I do not doubt that Senator Murphy appreciates that these problems exist. I sense that they are there. It is a question of whether one comes down, as a matter of judgment, in making the choice. I believe that the committee which proposed this provision for this legislation made the appropriate choice. In these days, I believe that if there are civil proceedings in which a party wants to call the spouse then that party ought to be able to call that spouse if thereby the court will be given more material from which to gauge, the truth. I think that any lesser approach is an approach which is unsustainable. But I do not know how one can argue this point in a way any different from that which I have advanced.

I raise for Senator Murphy's consideration the point that it would seem to be the position that the expression 'the wife or husband of the party' includes the divorced wife, or husband of the party or any person who previously had been married to the party and whose marriage has been annulled. That would seem to be the case law on the subject. No point has to be made in clause 54 as it is drafted because the making of the husband or wife of a party competent and compellable applies to the existing spouses as well as to the divorced spouses. But if the amendment which Senator Murphy has proposed were adopted I sense that different considerations would apply as to whether a divorced spouse may be called to give evidence and to disclose communications between the divorcee and his or her wife or husband as the case may be when they were married. I should think that different considerations ought to apply there.

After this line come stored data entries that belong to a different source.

//! API error handling

use crate::error::VoiceError;
use axum::{
    extract::rejection::{JsonRejection, QueryRejection},
    http::StatusCode,
    response::{IntoResponse, Response},
    Json,
};
use serde_json::json;

/// Error returned by HTTP handlers
#[derive(Debug)]
pub struct ApiError {
    pub status: StatusCode,
    pub message: String,
}

impl ApiError {
    pub fn bad_request(msg: impl Into<String>) -> Self {
        Self {
            status: StatusCode::BAD_REQUEST,
            message: msg.into(),
        }
    }

    pub fn not_found(msg: impl Into<String>) -> Self {
        Self {
            status: StatusCode::NOT_FOUND,
            message: msg.into(),
        }
    }

    pub fn unavailable(msg: impl Into<String>) -> Self {
        Self {
            status: StatusCode::SERVICE_UNAVAILABLE,
            message: msg.into(),
        }
    }

    pub fn internal(msg: impl Into<String>) -> Self {
        Self {
            status: StatusCode::INTERNAL_SERVER_ERROR,
            message: msg.into(),
        }
    }

    fn kind(&self) -> &'static str {
        match self.status {
            StatusCode::BAD_REQUEST => "invalid_request_error",
            StatusCode::NOT_FOUND => "not_found_error",
            StatusCode::SERVICE_UNAVAILABLE => "overloaded_error",
            _ => "server_error",
        }
    }
}

impl IntoResponse for ApiError {
    fn into_response(self) -> Response {
        let body = Json(json!({
            "error": {
                "message": self.message,
                "type": self.kind(),
                "code": self.status.as_str()
            }
        }));
        (self.status, body).into_response()
    }
}

impl From<VoiceError> for ApiError {
    fn from(err: VoiceError) -> Self {
        match &err {
            VoiceError::UnknownModel { .. } => Self::not_found(err.to_string()),
            VoiceError::InvalidRequest(_) => Self::bad_request(err.to_string()),
            VoiceError::Overloaded { .. } => Self::unavailable(err.to_string()),
            _ => {
                tracing::error!("Request failed: {err}");
                Self::internal(err.to_string())
            }
        }
    }
}

impl From<JsonRejection> for ApiError {
    fn from(rejection: JsonRejection) -> Self {
        Self::bad_request(rejection.body_text())
    }
}

impl From<QueryRejection> for ApiError {
    fn from(rejection: QueryRejection) -> Self {
        Self::bad_request(rejection.body_text())
    }
}
use crate::error::{Result, VoiceError};
use serde::{Deserialize, Serialize};
use std::path::PathBuf;

/// Main configuration structure
#[derive(Deserialize, Serialize, Clone, Debug, Default, PartialEq, Eq)]
pub struct Config {
    #[serde(default)]
    pub server: ServerConfig,
    #[serde(default)]
    pub storage: StorageConfig,
    #[serde(default)]
    pub workers: WorkerConfig,
    #[serde(default)]
    pub synthesizer: SynthesizerConfig,
}

#[derive(Deserialize, Serialize, Clone, Debug, PartialEq, Eq)]
pub struct ServerConfig {
    #[serde(default = "default_host")]
    pub host: String,
    #[serde(default = "default_port")]
    pub port: u16,
    /// Generated audio lands here and is served under `/output`
    #[serde(default = "default_output_dir")]
    pub output_dir: PathBuf,
}

#[derive(Deserialize, Serialize, Clone, Debug, PartialEq, Eq)]
pub struct StorageConfig {
    #[serde(default = "default_data_dir")]
    pub data_dir: PathBuf,
    #[serde(default = "default_status_file")]
    pub status_file: String,
    /// `HuggingFace` hub cache. Uses `HF_HOME` when unset.
    pub hf_cache: Option<PathBuf>,
}

#[derive(Deserialize, Serialize, Clone, Debug, Default, PartialEq, Eq)]
pub struct WorkerConfig {
    /// Worker slots for blocking synthesis. Defaults to half the CPUs, at least 2.
    pub threads: Option<usize>,
    /// Reject submissions with `Overloaded` once this many are waiting. Unbounded when unset.
    pub max_queue: Option<usize>,
}

#[derive(Deserialize, Serialize, Clone, Debug, PartialEq, Eq)]
pub struct SynthesizerConfig {
    /// External synthesizer executable. Text is written to its stdin.
    #[serde(default = "default_program")]
    pub program: String,
    /// Arguments; `{output}`, `{voice}`, `{lang}` and `{model_dir}` are substituted
    #[serde(default = "default_args")]
    pub args: Vec<String>,
    /// Extension of generated audio files
    #[serde(default = "default_extension")]
    pub extension: String,
}

// Default value functions
fn default_host() -> String {
    "0.0.0.0".to_string()
}
const fn default_port() -> u16 {
    8000
}
fn default_output_dir() -> PathBuf {
    PathBuf::from("output")
}
fn default_data_dir() -> PathBuf {
    PathBuf::from("data")
}
fn default_status_file() -> String {
    "model_state.json".to_string()
}
fn default_program() -> String {
    "kokoro-tts".to_string()
}
fn default_args() -> Vec<String> {
    ["-", "{output}", "--voice", "{voice}", "--lang", "{lang}"]
        .iter()
        .map(ToString::to_string)
        .collect()
}
fn default_extension() -> String {
    "wav".to_string()
}

impl Default for ServerConfig {
    fn default() -> Self {
        Self {
            host: default_host(),
            port: default_port(),
            output_dir: default_output_dir(),
        }
    }
}

impl Default for StorageConfig {
    fn default() -> Self {
        Self {
            data_dir: default_data_dir(),
            status_file: default_status_file(),
            hf_cache: None,
        }
    }
}

impl Default for SynthesizerConfig {
    fn default() -> Self {
        Self {
            program: default_program(),
            args: default_args(),
            extension: default_extension(),
        }
    }
}

impl StorageConfig {
    /// Full path of the download status file
    #[must_use]
    pub fn status_path(&self) -> PathBuf {
        self.data_dir.join(&self.status_file)
    }
}

impl WorkerConfig {
    /// Number of worker slots to start
    #[must_use]
    pub fn resolved_threads(&self) -> usize {
        self.threads.unwrap_or_else(|| (num_cpus::get() / 2).max(2))
    }
}

impl Config {
    /// Reject values the server can't run with
    pub fn validate(&self) -> Result<()> {
        if self.workers.threads == Some(0) {
            return Err(VoiceError::Config(
                "workers.threads must be at least 1".to_string(),
            ));
        }
        if self.synthesizer.program.trim().is_empty() {
            return Err(VoiceError::Config(
                "synthesizer.program must not be empty".to_string(),
            ));
        }
        if self.synthesizer.extension.trim().is_empty()
            || self.synthesizer.extension.contains(['/', '.'])
        {
            return Err(VoiceError::Config(format!(
                "synthesizer.extension '{}' is not a valid file extension",
                self.synthesizer.extension
            )));
        }
        if self.storage.status_file.trim().is_empty() {
            return Err(VoiceError::Config(
                "storage.status_file must not be empty".to_string(),
            ));
        }
        Ok(())
    }
}
//! Bounded pool for blocking model work
//!
//! Async callers hand a closure to [`WorkDispatcher::run`] and await its result;
//! the closure runs on a blocking thread once one of the worker slots is free.
//! Waiting submissions are admitted in FIFO order.

pub mod speech;

pub use speech::{SpeechService, SynthesisOutput};

use crate::config::schema::WorkerConfig;
use crate::error::{Result, VoiceError};
use serde::Serialize;
use std::fmt;
use std::sync::atomic::{AtomicUsize, Ordering};
use std::sync::Arc;
use tokio::sync::Semaphore;

/// Fixed set of worker slots for blocking jobs
#[derive(Debug)]
pub struct WorkDispatcher {
    slots: Arc<Semaphore>,
    workers: usize,
    max_queue: Option<usize>,
    queued: Arc<AtomicUsize>,
}

/// Decrements the queued count when a submission stops waiting
struct QueueTicket(Arc<AtomicUsize>);

impl Drop for QueueTicket {
    fn drop(&mut self) {
        self.0.fetch_sub(1, Ordering::SeqCst);
    }
}

impl WorkDispatcher {
    /// Create a dispatcher with `workers` slots and an optional queue bound
    #[must_use]
    pub fn new(workers: usize, max_queue: Option<usize>) -> Self {
        let workers = workers.max(1);
        tracing::info!(
            "Work dispatcher: {workers} workers, queue {}",
            max_queue.map_or_else(|| "unbounded".to_string(), |n| format!("bounded at {n}"))
        );

        Self {
            slots: Arc::new(Semaphore::new(workers)),
            workers,
            max_queue,
            queued: Arc::new(AtomicUsize::new(0)),
        }
    }

    #[must_use]
    pub fn from_config(config: &WorkerConfig) -> Self {
        Self::new(config.resolved_threads(), config.max_queue)
    }

    /// Run `job` on a worker and await its result
    ///
    /// The slot is held until `job` returns, even if the caller stops waiting.
    /// Fails with `Overloaded` when the queue is bounded and full.
    pub async fn run<T, F>(&self, job: F) -> Result<T>
    where
        F: FnOnce() -> Result<T> + Send + 'static,
        T: Send + 'static,
    {
        let ticket = self.enqueue()?;

        let permit = Arc::clone(&self.slots)
            .acquire_owned()
            .await
            .map_err(|_| VoiceError::Other("work dispatcher is shut down".to_string()))?;
        drop(ticket);

        let task = tokio::task::spawn_blocking(move || {
            let _permit = permit;
            job()
        });

        task.await
            .map_err(|e| VoiceError::Other(format!("worker task failed: {e}")))?
    }

    fn enqueue(&self) -> Result<QueueTicket> {
        let waiting = self.queued.fetch_add(1, Ordering::SeqCst);
        let ticket = QueueTicket(Arc::clone(&self.queued));

        if let Some(limit) = self.max_queue {
            // Only count as queued if no slot is free right now
            if waiting >= limit && self.slots.available_permits() == 0 {
                tracing::warn!("Rejecting job: {waiting} already queued");
                return Err(VoiceError::Overloaded { limit });
            }
        }

        Ok(ticket)
    }

    #[must_use]
    pub fn stats(&self) -> DispatcherStats {
        let available = self.slots.available_permits();
        DispatcherStats {
            workers: self.workers,
            busy: self.workers.saturating_sub(available),
            queued: self.queued.load(Ordering::SeqCst),
        }
    }
}

/// Point-in-time view of the dispatcher
#[derive(Debug, Clone, Copy, PartialEq, Eq, Serialize)]
pub struct DispatcherStats {
    pub workers: usize,
    pub busy: usize,
    pub queued: usize,
}

impl DispatcherStats {
    /// Get the utilization ratio (0.0 to 1.0)
    #[must_use]
    #[allow(clippy::cast_precision_loss)]
    pub fn utilization(&self) -> f32 {
        if self.workers == 0 {
            0.0
        } else {
            self.busy as f32 / self.workers as f32
        }
    }
}

impl fmt::Display for DispatcherStats {
    fn fmt(&self, f: &mut fmt::Formatter<'_>) -> fmt::Result {
        write!(
            f,
            "Workers: {}/{} busy ({:.1}% utilization), {} queued",
            self.busy,
            self.workers,
            self.utilization() * 100.0,
            self.queued
        )
    }
}

#[cfg(test)]
mod tests {
    use super::*;
    use std::time::Duration;

    #[tokio::test]
    async fn test_run_returns_job_result() {
        let dispatcher = WorkDispatcher::new(2, None);
        let value = dispatcher.run(|| Ok(21 * 2)).await.unwrap();
        assert_eq!(value, 42);
    }

    #[tokio::test]
    async fn test_run_propagates_job_error() {
        let dispatcher = WorkDispatcher::new(2, None);
        let err = dispatcher
            .run::<(), _>(|| Err(VoiceError::Synthesis("boom".to_string())))
            .await
            .unwrap_err();
        assert!(matches!(err, VoiceError::Synthesis(_)));
    }

    #[tokio::test]
    async fn test_panicking_job_is_an_error() {
        let dispatcher = WorkDispatcher::new(2, None);
        let result = dispatcher.run::<(), _>(|| panic!("model crashed")).await;
        assert!(result.is_err());
        assert_eq!(dispatcher.stats().busy, 0);
    }

    #[tokio::test]
    async fn test_zero_workers_clamped() {
        let dispatcher = WorkDispatcher::new(0, None);
        assert_eq!(dispatcher.stats().workers, 1);
    }

    #[tokio::test(flavor = "multi_thread", worker_threads = 2)]
    async fn test_bounded_queue_rejects_when_full() {
        let dispatcher = Arc::new(WorkDispatcher::new(1, Some(1)));
        let (release_tx, release_rx) = std::sync::mpsc::channel::<()>();

        // Occupy the only slot
        let busy = {
            let dispatcher = Arc::clone(&dispatcher);
            tokio::spawn(async move {
                dispatcher
                    .run(move || {
                        release_rx.recv().ok();
                        Ok(())
                    })
                    .await
            })
        };
        while dispatcher.stats().busy == 0 {
            tokio::time::sleep(Duration::from_millis(5)).await;
        }

        // One waiter fits in the queue
        let waiting = {
            let dispatcher = Arc::clone(&dispatcher);
            tokio::spawn(async move { dispatcher.run(|| Ok(())).await })
        };
        while dispatcher.stats().queued == 0 {
            tokio::time::sleep(Duration::from_millis(5)).await;
        }

        let rejected = dispatcher.run(|| Ok(())).await;
        assert!(matches!(rejected, Err(VoiceError::Overloaded { limit: 1 })));

        release_tx.send(()).unwrap();
        busy.await.unwrap().unwrap();
        waiting.await.unwrap().unwrap();
        assert_eq!(dispatcher.stats().queued, 0);
    }

    #[test]
    fn test_stats_display() {
        let stats = DispatcherStats {
            workers: 4,
            busy: 1,
            queued: 3,
        };
        assert_eq!(
            stats.to_string(),
            "Workers: 1/4 busy (25.0% utilization), 3 queued"
        );
    }
}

It may be that the view which Senator Murphy holds is one which would preclude even divorced parties from being compellable to give evidence. If that is the. case no further amendment is required. But this would have widespread ramifications if, once having been married to a particular person, one could not thereafter be compelled to give evidence in any proceedings in which one's ex-spouse was engaged - certainly not evidence as to what had passed between the parties. I suppose it is again a matter of social policy, but I think that that is taking things too far. That is how those matters appear to me on their face value, but I would be interested to hear Senator Murphy's reaction to my own impression that what the. committee has decided in this instance is justifiable, prudent and in accordance with what ought to be facilitated in the ends of justice in the society in which we now live.